I have just been put on a trial for a job in design and was asked to design a email template with pics etc.

I have designed the template and it looks amazing but I am unable to send it to another email account with the pictures...
When I send it the background colours go through but the images dont send and you cant see them.

Is it because of the file format i am saving it in...
Do I need to save it as a CSS or something so that the pictures are constantly linked in to the template.

I also have the template but want to be able to add text after i have put it in a email...
This would allow me to use the same template more than once but with different text each time.

abit like this but more in depth...


----------



## BCCOMP (Jul 9, 2007)

Hi BestyTech,
Thanks for the PM, but I am not (by far) a WEB designer so I will be limited in my experience to help you.
I will try to contact someone who is familiar with this.
I do have a question though. How big is this design with all the pitures and so forth attached? Many e-mail accounts are limited to how much (file size) you can send.
Thanks,
Bill


----------



## BestyTech (Jul 18, 2008)

67k not even a meg the images i have kept limated but smart...

there shouldnt be a problem its there to be used like a template like you would get from hotmail, itv, 1job, game websites etc


----------



## BCCOMP (Jul 9, 2007)

How are you attempting to send this page via Email?
Have you seen this?
http://www.worldstart.com/tips/tips.php/755
or 
http://www.quickegreets.com/content/howto.htm
is this a HTML format?

This link may also help?
http://www.hooverwebdesign.com/templates/tutorials/html/

But as I said I am not a designer.
Thanks,
Bill


----------



## DonaldG (Aug 23, 2007)

Hi BetstyTech

This may not be a 'web design' problem, rather an Outlook/Outlook Express problem.

How are you testing the receiving? Are you sending it to yourself or someone outside the company/Intranet?

I will PM you with my email address. I would like you to send me:
(a) an email created with the template.
and
(b) a second email with an attachment of a 'screen grab' of what it should look like.
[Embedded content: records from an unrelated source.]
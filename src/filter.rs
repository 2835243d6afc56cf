//! Candidate pruning: infrastructure, visibility, parent/child redundancy,
//! overlap and occlusion, always in that order.

use crate::core::config::{Config, FilterConfig};
use crate::descriptor::ElementDescriptor;
use crate::dom::layout::{element_from_point, is_rendered};
use crate::dom::node::{NodeId, Page};
use crate::dom::traversal::{ancestors, is_ancestor};
use crate::selector::generate_css_path;
use regex::Regex;
use std::collections::HashSet;
use std::sync::LazyLock;
use tracing::debug;

static WRAPPER_CLASS_RE: LazyLock<Regex> =
    LazyLock::new(|| Regex::new(r"(?i)overlay|container|wrapper").unwrap());
static ROOT_WRAPPER_XPATH_RE: LazyLock<Regex> =
    LazyLock::new(|| Regex::new(r"^/html/body(/div(\[\d+\])?){1,2}$").unwrap());
static DROPDOWN_ITEM_RE: LazyLock<Regex> =
    LazyLock::new(|| Regex::new(r"(?i)dropdown-item|menu-item|select-option|option").unwrap());

const ROOT_WRAPPER_IDS: [&str; 4] = ["root", "app", "__next", "__nuxt"];
const FORM_CONTROLS: [&str; 5] = ["input", "select", "textarea", "button", "option"];
const CELL_ROLES: [&str; 4] = ["cell", "gridcell", "columnheader", "rowheader"];
const DROPDOWN_ITEM_ROLES: [&str; 4] = ["option", "menuitem", "menuitemcheckbox", "menuitemradio"];

pub struct CandidateFilter {
    config: FilterConfig,
    overlay_id: String,
}

impl CandidateFilter {
    pub fn new(config: &Config) -> Self {
        Self {
            config: config.filter.clone(),
            overlay_id: config.highlight.overlay_id.clone(),
        }
    }

    /// Runs every stage in order. The structural stages repeat until nothing
    /// more is dropped: occlusion can remove a kept intermediate, exposing a
    /// candidate to a different nearest kept ancestor.
    pub fn apply(&self, page: &Page, candidates: Vec<ElementDescriptor>) -> Vec<ElementDescriptor> {
        let total = candidates.len();
        let candidates = self.drop_infrastructure(page, candidates);
        let mut candidates = self.drop_invisible(page, candidates);
        let mut passes = 0;
        loop {
            let before = candidates.len();
            candidates = self.drop_nested(page, candidates);
            candidates = self.drop_overlapping(page, candidates);
            candidates = self.drop_occluded(page, candidates);
            passes += 1;
            if candidates.len() == before {
                break;
            }
        }
        debug!(
            "Filtered {} candidates down to {} in {} passes",
            total,
            candidates.len(),
            passes
        );
        candidates
    }

    pub fn drop_infrastructure(&self, page: &Page, candidates: Vec<ElementDescriptor>) -> Vec<ElementDescriptor> {
        candidates
            .into_iter()
            .filter(|descriptor| match descriptor.element() {
                Some(element) => {
                    !self.inside_overlay(page, element) && !self.is_framework_container(page, descriptor, element)
                }
                None => true,
            })
            .collect()
    }

    fn inside_overlay(&self, page: &Page, element: NodeId) -> bool {
        std::iter::once(element)
            .chain(ancestors(page, element))
            .any(|node| page.attribute(node, "id") == Some(self.overlay_id.as_str()))
    }

    /// A text-free div spanning the viewport from its origin that looks like
    /// an application root or layout wrapper.
    pub fn is_framework_container(&self, page: &Page, descriptor: &ElementDescriptor, element: NodeId) -> bool {
        if page.tag_name(element) != Some("div") {
            return false;
        }
        let viewport = page.viewport();
        let rect = descriptor.bounding_box;
        let coverage = self.config.viewport_coverage;
        let tolerance = self.config.origin_tolerance_px;
        let covers = rect.width >= viewport.width * coverage
            && rect.height >= viewport.height * coverage
            && rect.x.abs() <= tolerance
            && rect.y.abs() <= tolerance;
        if !covers || !page.inner_text(element).trim().is_empty() {
            return false;
        }

        let class = page.class_name(element).trim();
        descriptor.depth(page) <= self.config.shallow_depth
            || class.is_empty()
            || WRAPPER_CLASS_RE.is_match(class)
            || ROOT_WRAPPER_XPATH_RE.is_match(&descriptor.xpath)
            || page
                .attribute(element, "id")
                .is_some_and(|id| ROOT_WRAPPER_IDS.contains(&id))
    }

    pub fn drop_invisible(&self, page: &Page, candidates: Vec<ElementDescriptor>) -> Vec<ElementDescriptor> {
        let min = self.config.min_size_px;
        candidates
            .into_iter()
            .filter(|descriptor| {
                let rect = descriptor.bounding_box;
                if rect.width <= min || rect.height <= min {
                    return false;
                }
                match descriptor.element() {
                    Some(element) => {
                        is_rendered(page, element) && page.style(element).is_some_and(|s| !s.is_hidden())
                    }
                    None => true,
                }
            })
            .collect()
    }

    /// Shallow candidates first; a candidate nested in an already kept one
    /// survives only when it carries its own interactive meaning.
    pub fn drop_nested(&self, page: &Page, mut candidates: Vec<ElementDescriptor>) -> Vec<ElementDescriptor> {
        candidates.sort_by_key(|descriptor| descriptor.depth(page));

        let mut seen: HashSet<(NodeId, String)> = HashSet::new();
        let mut kept = Vec::with_capacity(candidates.len());
        for descriptor in candidates {
            let Some(element) = descriptor.element() else {
                kept.push(descriptor);
                continue;
            };

            let seen_ancestor = ancestors(page, element).into_iter().find(|ancestor| {
                seen.contains(&(page.tree_root(*ancestor), generate_css_path(page, *ancestor)))
            });
            let keep = match seen_ancestor {
                None => true,
                Some(ancestor) => keeps_under(page, element, ancestor),
            };
            if keep {
                seen.insert((page.tree_root(element), descriptor.css_path.clone()));
                kept.push(descriptor);
            } else {
                debug!("Dropping nested candidate {}", descriptor.css_path);
            }
        }
        kept
    }

    pub fn drop_overlapping(&self, page: &Page, candidates: Vec<ElementDescriptor>) -> Vec<ElementDescriptor> {
        let mut selectors = HashSet::new();
        let mut boxes = HashSet::new();
        candidates
            .into_iter()
            .filter(|descriptor| {
                let scope = scope_key(page, descriptor);
                let rect = descriptor.bounding_box;
                let geometry = (
                    scope.clone(),
                    rect.x.to_bits(),
                    rect.y.to_bits(),
                    rect.width.to_bits(),
                    rect.height.to_bits(),
                );
                let selector = (scope, descriptor.primary_selector.clone());
                if selectors.contains(&selector) || boxes.contains(&geometry) {
                    return false;
                }
                selectors.insert(selector);
                boxes.insert(geometry);
                true
            })
            .collect()
    }

    pub fn drop_occluded(&self, page: &Page, candidates: Vec<ElementDescriptor>) -> Vec<ElementDescriptor> {
        candidates
            .into_iter()
            .filter(|descriptor| {
                let Some(element) = descriptor.element() else {
                    return true;
                };
                if page.class_name(element).to_ascii_lowercase().contains("tooltip") {
                    return true;
                }
                let Some(document) = page.owner_document(element) else {
                    return true;
                };
                let (x, y) = descriptor.bounding_box.center();
                match element_from_point(page, document, x, y) {
                    None => true,
                    Some(hit) if hit == element => true,
                    Some(hit) if is_ancestor(page, hit, element) || is_ancestor(page, element, hit) => true,
                    Some(hit) => {
                        debug!(
                            "{} is covered by {:?} at ({}, {})",
                            descriptor.css_path,
                            page.tag_name(hit),
                            x,
                            y
                        );
                        false
                    }
                }
            })
            .collect()
    }
}

fn keeps_under(page: &Page, element: NodeId, ancestor: NodeId) -> bool {
    if page.tag_name(ancestor) == Some("a") {
        return false;
    }
    let tag = page.tag_name(element).unwrap_or_default();
    let kind = page
        .attribute(element, "type")
        .map(|t| t.to_ascii_lowercase())
        .unwrap_or_default();
    if tag == "input" && (kind == "checkbox" || kind == "radio") {
        return page.tag_name(ancestor) != Some("label");
    }

    let role = page.attribute(element, "role").unwrap_or_default().to_ascii_lowercase();
    FORM_CONTROLS.contains(&tag)
        || page.has_attribute(element, "contenteditable")
        || tag == "td"
        || tag == "th"
        || CELL_ROLES.contains(&role.as_str())
        || DROPDOWN_ITEM_ROLES.contains(&role.as_str())
        || DROPDOWN_ITEM_RE.is_match(page.class_name(element))
}

/// Selectors and boxes are only comparable within one tree of one document.
fn scope_key(page: &Page, descriptor: &ElementDescriptor) -> String {
    match descriptor.element() {
        Some(element) => format!("{}|{}", descriptor.iframe_selector, page.tree_root(element).index()),
        None => descriptor.iframe_selector.clone(),
    }
}

#[cfg(test)]
mod tests {
    use super::*;
    use crate::classifier::Classifier;
    use crate::descriptor::get_element_info;
    use crate::dom::layout::block_layout;
    use crate::types::{CapabilityTag, ElementRect};

    fn describe(page: &Page, tags: &[CapabilityTag]) -> Vec<ElementDescriptor> {
        let config = Config::default();
        Classifier::default()
            .find_candidates(page, tags)
            .into_iter()
            .enumerate()
            .filter_map(|(i, c)| get_element_info(page, c.element, i, c.tag, &config.selector).ok())
            .collect()
    }

    fn layout(html: &str) -> Page {
        let mut page = Page::from_html(html, "https://app.example/");
        block_layout(&mut page);
        page
    }

    fn ids(page: &Page, kept: &[ElementDescriptor]) -> Vec<String> {
        kept.iter()
            .filter_map(|d| d.element())
            .map(|e| page.attribute(e, "id").unwrap_or("-").to_string())
            .collect()
    }

    #[test]
    fn framework_root_wrapper_is_dropped() {
        let page = layout(
            r#"<html><body style="width:1280px">
                <div id="root" style="position:absolute;left:0px;top:0px;width:1280px;height:720px;cursor:pointer"></div>
                <button id="go">Go</button>
            </body></html>"#,
        );
        let filter = CandidateFilter::new(&Config::default());
        let kept = filter.drop_infrastructure(&page, describe(&page, &[CapabilityTag::Clickable]));
        assert_eq!(ids(&page, &kept), vec!["go"]);
    }

    #[test]
    fn link_swallows_nested_content_but_forms_keep_controls() {
        let page = layout(
            r#"<html><body>
                <a id="card" href="/item"><span id="title" style="cursor:pointer">Item</span><button id="inner">Buy</button></a>
                <div id="row" onclick="select()"><input id="qty" type="number"><span id="hint" style="cursor:pointer">hint</span></div>
            </body></html>"#,
        );
        let filter = CandidateFilter::new(&Config::default());
        let kept = filter.drop_nested(&page, describe(&page, &[CapabilityTag::Clickable, CapabilityTag::Fillable]));
        let kept = ids(&page, &kept);
        assert!(kept.contains(&"card".to_string()));
        assert!(kept.contains(&"row".to_string()));
        assert!(kept.contains(&"qty".to_string()));
        assert!(!kept.contains(&"title".to_string()));
        assert!(!kept.contains(&"inner".to_string()));
        assert!(!kept.contains(&"hint".to_string()));
    }

    #[test]
    fn overlap_drops_duplicate_boxes() {
        let page = layout(r#"<html><body><button id="a">A</button><button id="b">B</button></body></html>"#);
        let filter = CandidateFilter::new(&Config::default());
        let mut candidates = describe(&page, &[CapabilityTag::Clickable]);
        let mut duplicate = candidates[0].clone();
        duplicate.primary_selector = "button.copy".to_string();
        candidates.push(duplicate);

        let kept = filter.drop_overlapping(&page, candidates);
        assert_eq!(ids(&page, &kept), vec!["a", "b"]);
    }

    #[test]
    fn pipeline_is_idempotent() {
        let page = layout(
            r#"<html><body>
                <nav class="menu"><a id="home" href="/">Home</a><a id="docs" href="/docs">Docs</a></nav>
                <label id="opt" class="radio-option" style="cursor:pointer"><input id="radio" type="radio" style="opacity:0;width:16px;height:16px">A</label>
                <div class="custom-checkbox" id="decoy"><input type="checkbox" style="width:1px;height:1px"><span>Agree</span></div>
                <input id="email" type="email">
                <table><tr><td id="cell" style="cursor:pointer">1</td></tr></table>
            </body></html>"#,
        );
        let filter = CandidateFilter::new(&Config::default());
        let once = filter.apply(&page, describe(&page, &CapabilityTag::ALL));
        let twice = filter.apply(&page, once.clone());
        assert_eq!(once, twice);
        assert!(!once.is_empty());
    }

    #[test]
    fn checkbox_under_an_occluded_button_falls_back_to_its_label() {
        let mut page = layout(
            r#"<html><body>
                <label id="outer" style="cursor:pointer"><button id="mid"><input id="box" type="checkbox"></button></label>
                <div id="cover" style="position:absolute;z-index:10"></div>
            </body></html>"#,
        );
        for (id, rect) in [
            ("outer", ElementRect::new(0.0, 0.0, 400.0, 200.0)),
            ("mid", ElementRect::new(300.0, 150.0, 100.0, 50.0)),
            ("box", ElementRect::new(10.0, 10.0, 20.0, 20.0)),
            ("cover", ElementRect::new(340.0, 165.0, 20.0, 20.0)),
        ] {
            let element = page.get_element_by_id(page.root(), id).unwrap();
            page.set_rect(element, rect);
        }

        let filter = CandidateFilter::new(&Config::default());
        let candidates = describe(&page, &[CapabilityTag::Clickable]);
        let once = filter.apply(&page, candidates);
        assert_eq!(ids(&page, &once), vec!["outer"]);
        assert_eq!(filter.apply(&page, once.clone()), once);
    }
}
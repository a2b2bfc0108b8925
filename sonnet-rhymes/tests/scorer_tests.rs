//! End-to-end scoring tests against a real store

mod helpers;

use helpers::{create_test_store, sonnet_18, sonnet_18_provider, FixedProvider};
use sonnet_rhymes::report::AnalysisReport;
use sonnet_rhymes::scorer::SONNET_RHYME_PAIRS;
use sonnet_rhymes::{RhymeCache, RhymeError, SonnetScorer};
use std::sync::Arc;

#[tokio::test]
async fn test_sonnet_18_fully_rhymes() {
    let (_dir, store) = create_test_store().await;
    let cache = RhymeCache::new(store, sonnet_18_provider());
    let scorer = SonnetScorer::new(&cache);

    let analysis = scorer.analyze(&sonnet_18()).await.unwrap();

    assert_eq!(analysis.rhyme_words[9], "owst");
    assert_eq!(analysis.pairs.len(), SONNET_RHYME_PAIRS.len());
    assert!(analysis.pairs.iter().all(|p| p.score.is_some()));
    assert_eq!(analysis.stats.num_rhymes_found, 7);
    assert_eq!(analysis.stats.average_rhyme_score, Some(70.0));
}

#[tokio::test]
async fn test_rescoring_hits_cache_only() {
    let (_dir, store) = create_test_store().await;
    let provider = Arc::new(sonnet_18_provider());
    let cache = RhymeCache::new(store, provider.clone());
    let scorer = SonnetScorer::new(&cache);

    let first = scorer.score(&sonnet_18()).await.unwrap();
    let calls = provider.call_count();
    let second = scorer.score(&sonnet_18()).await.unwrap();

    assert_eq!(first, second);
    assert_eq!(calls, SONNET_RHYME_PAIRS.len());
    assert_eq!(provider.call_count(), calls);
}

#[tokio::test]
async fn test_batch_with_malformed_poems() {
    let (_dir, store) = create_test_store().await;
    let provider = Arc::new(FixedProvider::new().rhyme("day", "may", 100.0, 1));
    let cache = RhymeCache::new(store, provider.clone());
    let scorer = SonnetScorer::new(&cache);

    let mut short = sonnet_18();
    short.pop();
    let poems = vec![sonnet_18(), short];

    let mut report = AnalysisReport::new();
    for (index, poem) in poems.iter().enumerate() {
        match scorer.analyze(poem).await {
            Ok(analysis) => report.record_scored(index, analysis),
            Err(RhymeError::ContractViolation(reason)) => report.record_skipped(index, reason),
            Err(err) => panic!("unexpected error: {}", err),
        }
    }

    assert_eq!(report.scored.len(), 1);
    assert_eq!(report.scored[0].stats.num_rhymes_found, 1);
    assert_eq!(report.skipped.len(), 1);
    assert_eq!(report.skipped[0].index, 1);
    assert_eq!(report.mean_scores(), vec![100.0]);
}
I will then reply back in this thread and see if we can track down the problem

Donald


----------



## DonaldG (Aug 23, 2007)

Addendum: What email client are you using to generate the email? (name & version)


----------



## BestyTech (Jul 18, 2008)

??? i am creating it in dreamweaver and trying to send it through hotmail to other people in the company who use hotmail.


----------



## BestyTech (Jul 18, 2008)

unfortunatly i cant send it to ither of you to be honest as it has personal stuff on it and i cant hand it out...

but.

i can say that when i try to attach it as a file it looses the images.
and i cant copy and paste the code in hotmail ither as it oviously dont work...

how would you send a webpage as a email?


----------



## DonaldG (Aug 23, 2007)

BestyTech said:


> unfortunatly i cant send it to ither of you to be honest as it has personal stuff on it and i cant hand it out...


OK, but without your input, I am unable to help you fully.



> how would you send a webpage as a email?


I never do, I always send the URL to that page, however, in Internet Explorer, display the actual page you want to send.
Then in the menu at the top, select:
File --> Send --> Email

I have never done that way but that seems to be the logical solution. I presume it will kick in your default email client (software)

That was not your original question, though...

EDIT: Just a thought; does Hotmail allow embedded images in emails? Could it be that that is removing the images?


----------



## dm01 (Oct 10, 2006)

Are you sending a .htm, .html, or a .mht file?

.mht is the extension for MHTML, or MIME Hypertext Markup Language. This is easily accomplished by:

1. Open the page in your browser.
2. Save the page as .mht.

This method ensures the .mht file is complete.

All of the pictures should appear when you send the file now.


----------



## gistek (May 8, 2007)

Are you sending the images themselves along with the webpage? General practice is to create a folder with the same name as the webpage and put any webpage support files in there (images, sounds, etc.). Then have your web page point to the files in that folder. Finally, zip the html file together with the associated folder and send the zip file as an attachment.


----------